**Exercise prompt**. Copy the data. Keep every character as given.

**Listed entries**.
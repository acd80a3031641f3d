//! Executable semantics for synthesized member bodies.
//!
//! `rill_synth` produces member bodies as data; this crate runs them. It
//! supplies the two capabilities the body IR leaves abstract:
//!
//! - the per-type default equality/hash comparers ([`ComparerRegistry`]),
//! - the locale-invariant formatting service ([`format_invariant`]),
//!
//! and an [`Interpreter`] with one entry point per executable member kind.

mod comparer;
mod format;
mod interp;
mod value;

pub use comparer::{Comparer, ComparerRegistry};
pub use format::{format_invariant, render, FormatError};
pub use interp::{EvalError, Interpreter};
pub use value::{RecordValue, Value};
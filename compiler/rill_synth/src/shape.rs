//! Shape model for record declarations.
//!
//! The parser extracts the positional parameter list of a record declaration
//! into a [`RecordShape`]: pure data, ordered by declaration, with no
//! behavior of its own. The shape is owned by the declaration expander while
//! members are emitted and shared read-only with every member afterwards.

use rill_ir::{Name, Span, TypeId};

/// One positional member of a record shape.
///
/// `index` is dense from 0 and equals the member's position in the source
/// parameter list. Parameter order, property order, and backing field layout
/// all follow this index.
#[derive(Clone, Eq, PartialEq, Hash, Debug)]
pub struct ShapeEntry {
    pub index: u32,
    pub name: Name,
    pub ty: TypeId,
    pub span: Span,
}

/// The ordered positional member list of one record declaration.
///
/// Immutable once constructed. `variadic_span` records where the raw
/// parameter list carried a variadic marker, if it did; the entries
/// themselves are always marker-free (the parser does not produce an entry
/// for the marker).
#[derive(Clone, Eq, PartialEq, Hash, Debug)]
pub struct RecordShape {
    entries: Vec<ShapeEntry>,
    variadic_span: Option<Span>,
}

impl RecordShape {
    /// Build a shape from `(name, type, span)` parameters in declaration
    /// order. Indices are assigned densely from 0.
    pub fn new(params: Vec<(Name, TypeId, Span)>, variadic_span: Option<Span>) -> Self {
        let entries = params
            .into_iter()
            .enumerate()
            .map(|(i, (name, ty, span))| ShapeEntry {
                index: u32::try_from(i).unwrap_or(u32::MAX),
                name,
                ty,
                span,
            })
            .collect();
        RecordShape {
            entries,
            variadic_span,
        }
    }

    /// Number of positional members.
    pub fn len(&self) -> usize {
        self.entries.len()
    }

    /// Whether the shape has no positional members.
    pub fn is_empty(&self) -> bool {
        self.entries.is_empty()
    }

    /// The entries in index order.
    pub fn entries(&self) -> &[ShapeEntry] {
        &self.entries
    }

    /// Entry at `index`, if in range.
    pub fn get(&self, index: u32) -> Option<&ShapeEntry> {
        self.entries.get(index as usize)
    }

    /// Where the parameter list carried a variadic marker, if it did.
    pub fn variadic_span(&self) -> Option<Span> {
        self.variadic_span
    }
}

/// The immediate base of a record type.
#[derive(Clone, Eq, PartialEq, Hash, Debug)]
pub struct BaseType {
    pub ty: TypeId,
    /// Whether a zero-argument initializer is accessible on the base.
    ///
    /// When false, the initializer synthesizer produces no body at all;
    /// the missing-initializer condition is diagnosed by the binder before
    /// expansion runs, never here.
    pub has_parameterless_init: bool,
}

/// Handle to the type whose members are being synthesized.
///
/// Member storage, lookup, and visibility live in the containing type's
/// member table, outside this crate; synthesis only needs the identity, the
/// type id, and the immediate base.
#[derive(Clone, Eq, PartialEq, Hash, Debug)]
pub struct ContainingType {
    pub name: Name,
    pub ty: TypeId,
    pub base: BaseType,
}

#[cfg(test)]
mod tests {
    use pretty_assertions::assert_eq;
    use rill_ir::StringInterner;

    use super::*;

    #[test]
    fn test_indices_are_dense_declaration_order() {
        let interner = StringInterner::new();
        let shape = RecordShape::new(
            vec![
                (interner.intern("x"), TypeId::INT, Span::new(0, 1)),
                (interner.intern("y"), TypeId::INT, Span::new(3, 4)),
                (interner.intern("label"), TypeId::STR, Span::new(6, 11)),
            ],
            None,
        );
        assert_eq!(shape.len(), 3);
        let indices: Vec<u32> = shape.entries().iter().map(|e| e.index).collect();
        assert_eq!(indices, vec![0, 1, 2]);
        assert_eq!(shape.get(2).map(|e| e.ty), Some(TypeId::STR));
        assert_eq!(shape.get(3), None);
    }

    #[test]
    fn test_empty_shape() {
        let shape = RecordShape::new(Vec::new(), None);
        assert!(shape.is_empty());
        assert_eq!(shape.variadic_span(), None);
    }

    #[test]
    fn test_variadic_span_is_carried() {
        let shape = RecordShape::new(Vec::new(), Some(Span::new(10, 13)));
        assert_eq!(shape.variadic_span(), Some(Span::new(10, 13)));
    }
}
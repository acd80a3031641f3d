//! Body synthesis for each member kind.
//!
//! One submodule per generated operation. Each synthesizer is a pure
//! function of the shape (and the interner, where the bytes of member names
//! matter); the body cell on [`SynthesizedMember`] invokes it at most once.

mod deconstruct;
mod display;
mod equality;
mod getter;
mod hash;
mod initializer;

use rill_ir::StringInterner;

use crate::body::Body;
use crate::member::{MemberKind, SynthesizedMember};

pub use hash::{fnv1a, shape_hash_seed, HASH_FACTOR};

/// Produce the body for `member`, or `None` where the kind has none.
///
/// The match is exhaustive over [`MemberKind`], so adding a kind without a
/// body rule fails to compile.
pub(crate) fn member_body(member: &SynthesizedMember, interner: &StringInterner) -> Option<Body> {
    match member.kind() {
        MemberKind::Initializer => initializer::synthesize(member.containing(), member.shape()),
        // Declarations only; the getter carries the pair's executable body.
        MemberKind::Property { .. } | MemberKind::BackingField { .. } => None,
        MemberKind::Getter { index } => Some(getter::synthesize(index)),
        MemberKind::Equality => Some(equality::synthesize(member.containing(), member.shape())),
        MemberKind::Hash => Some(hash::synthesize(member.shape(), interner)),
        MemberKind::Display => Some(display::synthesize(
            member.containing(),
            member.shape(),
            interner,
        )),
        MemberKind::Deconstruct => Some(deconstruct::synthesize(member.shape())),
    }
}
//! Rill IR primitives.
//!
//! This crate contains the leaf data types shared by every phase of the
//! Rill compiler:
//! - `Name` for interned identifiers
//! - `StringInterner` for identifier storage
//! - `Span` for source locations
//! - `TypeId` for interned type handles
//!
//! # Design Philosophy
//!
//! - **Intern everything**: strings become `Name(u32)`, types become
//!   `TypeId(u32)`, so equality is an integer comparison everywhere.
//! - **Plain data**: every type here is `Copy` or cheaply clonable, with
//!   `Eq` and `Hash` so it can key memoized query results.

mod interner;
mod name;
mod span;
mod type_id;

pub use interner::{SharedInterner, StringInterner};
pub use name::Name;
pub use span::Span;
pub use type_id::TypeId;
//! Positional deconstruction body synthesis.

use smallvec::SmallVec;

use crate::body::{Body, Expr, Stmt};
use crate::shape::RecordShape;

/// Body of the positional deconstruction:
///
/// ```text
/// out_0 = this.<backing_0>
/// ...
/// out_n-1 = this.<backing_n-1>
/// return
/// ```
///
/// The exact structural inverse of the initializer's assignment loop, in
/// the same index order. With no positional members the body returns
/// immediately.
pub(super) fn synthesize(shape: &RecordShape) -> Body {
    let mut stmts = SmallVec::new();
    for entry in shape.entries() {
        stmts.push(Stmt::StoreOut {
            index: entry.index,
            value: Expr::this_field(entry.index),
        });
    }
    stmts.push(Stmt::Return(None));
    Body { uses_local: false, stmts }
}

**Result of the exercise**.
repository acd80a3031641f3d
//! Executable semantics for synthesized member bodies.
//!
//! `rill_synth` produces member bodies as data; this crate runs them. It
//! supplies the two capabilities the body IR leaves abstract:
//!
//! - the per-type default equality/hash comparers ([`ComparerRegistry`]),
//! - the locale-invariant formatting service ([`format_invariant`]),
//!
//! and an [`Interpreter`] with one entry point per executable member kind.

mod comparer;
mod format;
mod interp;
mod value;

pub use comparer::{Comparer, ComparerRegistry};
pub use format::{format_invariant, render, FormatError};
pub use interp::{EvalError, Interpreter};
pub use value::{RecordValue, Value};
filename compiler/rill_synth/src/shape.rs
//! Shape model for record declarations.
//!
//! The parser extracts the positional parameter list of a record declaration
//! into a [`RecordShape`]: pure data, ordered by declaration, with no
//! behavior of its own. The shape is owned by the declaration expander while
//! members are emitted and shared read-only with every member afterwards.

use rill_ir::{Name, Span, TypeId};

/// One positional member of a record shape.
///
/// `index` is dense from 0 and equals the member's position in the source
/// parameter list. Parameter order, property order, and backing field layout
/// all follow this index.
#[derive(Clone, Eq, PartialEq, Hash, Debug)]
pub struct ShapeEntry {
    pub index: u32,
    pub name: Name,
    pub ty: TypeId,
    pub span: Span,
}

/// The ordered positional member list of one record declaration.
///
/// Immutable once constructed. `variadic_span` records where the raw
/// parameter list carried a variadic marker, if it did; the entries
/// themselves are always marker-free (the parser does not produce an entry
/// for the marker).
#[derive(Clone, Eq, PartialEq, Hash, Debug)]
pub struct RecordShape {
    entries: Vec<ShapeEntry>,
    variadic_span: Option<Span>,
}

impl RecordShape {
    /// Build a shape from `(name, type, span)` parameters in declaration
    /// order. Indices are assigned densely from 0.
    pub fn new(params: Vec<(Name, TypeId, Span)>, variadic_span: Option<Span>) -> Self {
        let entries = params
            .into_iter()
            .enumerate()
            .map(|(i, (name, ty, span))| ShapeEntry {
                index: u32::try_from(i).unwrap_or(u32::MAX),
                name,
                ty,
                span,
            })
            .collect();
        RecordShape {
            entries,
            variadic_span,
        }
    }

    /// Number of positional members.
    pub fn len(&self) -> usize {
        self.entries.len()
    }

    /// Whether the shape has no positional members.
    pub fn is_empty(&self) -> bool {
        self.entries.is_empty()
    }

    /// The entries in index order.
    pub fn entries(&self) -> &[ShapeEntry] {
        &self.entries
    }

    /// Entry at `index`, if in range.
    pub fn get(&self, index: u32) -> Option<&ShapeEntry> {
        self.entries.get(index as usize)
    }

    /// Where the parameter list carried a variadic marker, if it did.
    pub fn variadic_span(&self) -> Option<Span> {
        self.variadic_span
    }
}

/// The immediate base of a record type.
#[derive(Clone, Eq, PartialEq, Hash, Debug)]
pub struct BaseType {
    pub ty: TypeId,
    /// Whether a zero-argument initializer is accessible on the base.
    ///
    /// When false, the initializer synthesizer produces no body at all;
    /// the missing-initializer condition is diagnosed by the binder before
    /// expansion runs, never here.
    pub has_parameterless_init: bool,
}

/// Handle to the type whose members are being synthesized.
///
/// Member storage, lookup, and visibility live in the containing type's
/// member table, outside this crate; synthesis only needs the identity, the
/// type id, and the immediate base.
#[derive(Clone, Eq, PartialEq, Hash, Debug)]
pub struct ContainingType {
    pub name: Name,
    pub ty: TypeId,
    pub base: BaseType,
}

#[cfg(test)]
mod tests {
    use pretty_assertions::assert_eq;
    use rill_ir::StringInterner;

    use super::*;

    #[test]
    fn test_indices_are_dense_declaration_order() {
        let interner = StringInterner::new();
        let shape = RecordShape::new(
            vec![
                (interner.intern("x"), TypeId::INT, Span::new(0, 1)),
                (interner.intern("y"), TypeId::INT, Span::new(3, 4)),
                (interner.intern("label"), TypeId::STR, Span::new(6, 11)),
            ],
            None,
        );
        assert_eq!(shape.len(), 3);
        let indices: Vec<u32> = shape.entries().iter().map(|e| e.index).collect();
        assert_eq!(indices, vec![0, 1, 2]);
        assert_eq!(shape.get(2).map(|e| e.ty), Some(TypeId::STR));
        assert_eq!(shape.get(3), None);
    }

    #[test]
    fn test_empty_shape() {
        let shape = RecordShape::new(Vec::new(), None);
        assert!(shape.is_empty());
        assert_eq!(shape.variadic_span(), None);
    }

    #[test]
    fn test_variadic_span_is_carried() {
        let shape = RecordShape::new(Vec::new(), Some(Span::new(10, 13)));
        assert_eq!(shape.variadic_span(), Some(Span::new(10, 13)));
    }
}
repository acd80a3031641f3d
//! Body synthesis for each member kind.
//!
//! One submodule per generated operation. Each synthesizer is a pure
//! function of the shape (and the interner, where the bytes of member names
//! matter); the body cell on [`SynthesizedMember`] invokes it at most once.

mod deconstruct;
mod display;
mod equality;
mod getter;
mod hash;
mod initializer;

use rill_ir::StringInterner;

use crate::body::Body;
use crate::member::{MemberKind, SynthesizedMember};

pub use hash::{fnv1a, shape_hash_seed, HASH_FACTOR};

/// Produce the body for `member`, or `None` where the kind has none.
///
/// The match is exhaustive over [`MemberKind`], so adding a kind without a
/// body rule fails to compile.
pub(crate) fn member_body(member: &SynthesizedMember, interner: &StringInterner) -> Option<Body> {
    match member.kind() {
        MemberKind::Initializer => initializer::synthesize(member.containing(), member.shape()),
        // Declarations only; the getter carries the pair's executable body.
        MemberKind::Property { .. } | MemberKind::BackingField { .. } => None,
        MemberKind::Getter { index } => Some(getter::synthesize(index)),
        MemberKind::Equality => Some(equality::synthesize(member.containing(), member.shape())),
        MemberKind::Hash => Some(hash::synthesize(member.shape(), interner)),
        MemberKind::Display => Some(display::synthesize(
            member.containing(),
            member.shape(),
            interner,
        )),
        MemberKind::Deconstruct => Some(deconstruct::synthesize(member.shape())),
    }
}
//! Rill IR primitives.
//!
//! This crate contains the leaf data types shared by every phase of the
//! Rill compiler:
//! - `Name` for interned identifiers
//! - `StringInterner` for identifier storage
//! - `Span` for source locations
//! - `TypeId` for interned type handles
//!
//! # Design Philosophy
//!
//! - **Intern everything**: strings become `Name(u32)`, types become
//!   `TypeId(u32)`, so equality is an integer comparison everywhere.
//! - **Plain data**: every type here is `Copy` or cheaply clonable, with
//!   `Eq` and `Hash` so it can key memoized query results.

mod interner;
mod name;
mod span;
mod type_id;

pub use interner::{SharedInterner, StringInterner};
pub use name::Name;
pub use span::Span;
pub use type_id::TypeId;
//! Positional deconstruction body synthesis.

use smallvec::SmallVec;

use crate::body::{Body, Expr, Stmt};
use crate::shape::RecordShape;

/// Body of the positional deconstruction:
///
/// ```text
/// out_0 = this.<backing_0>
/// ...
/// out_n-1 = this.<backing_n-1>
/// return
/// ```
///
/// The exact structural inverse of the initializer's assignment loop, in
/// the same index order. With no positional members the body returns
/// immediately.
pub(super) fn synthesize(shape: &RecordShape) -> Body {
    let mut stmts = SmallVec::new();
    for entry in shape.entries() {
        stmts.push(Stmt::StoreOut {
            index: entry.index,
            value: Expr::this_field(entry.index),
        });
    }
    stmts.push(Stmt::Return(None));
    Body { uses_local: false, stmts }
}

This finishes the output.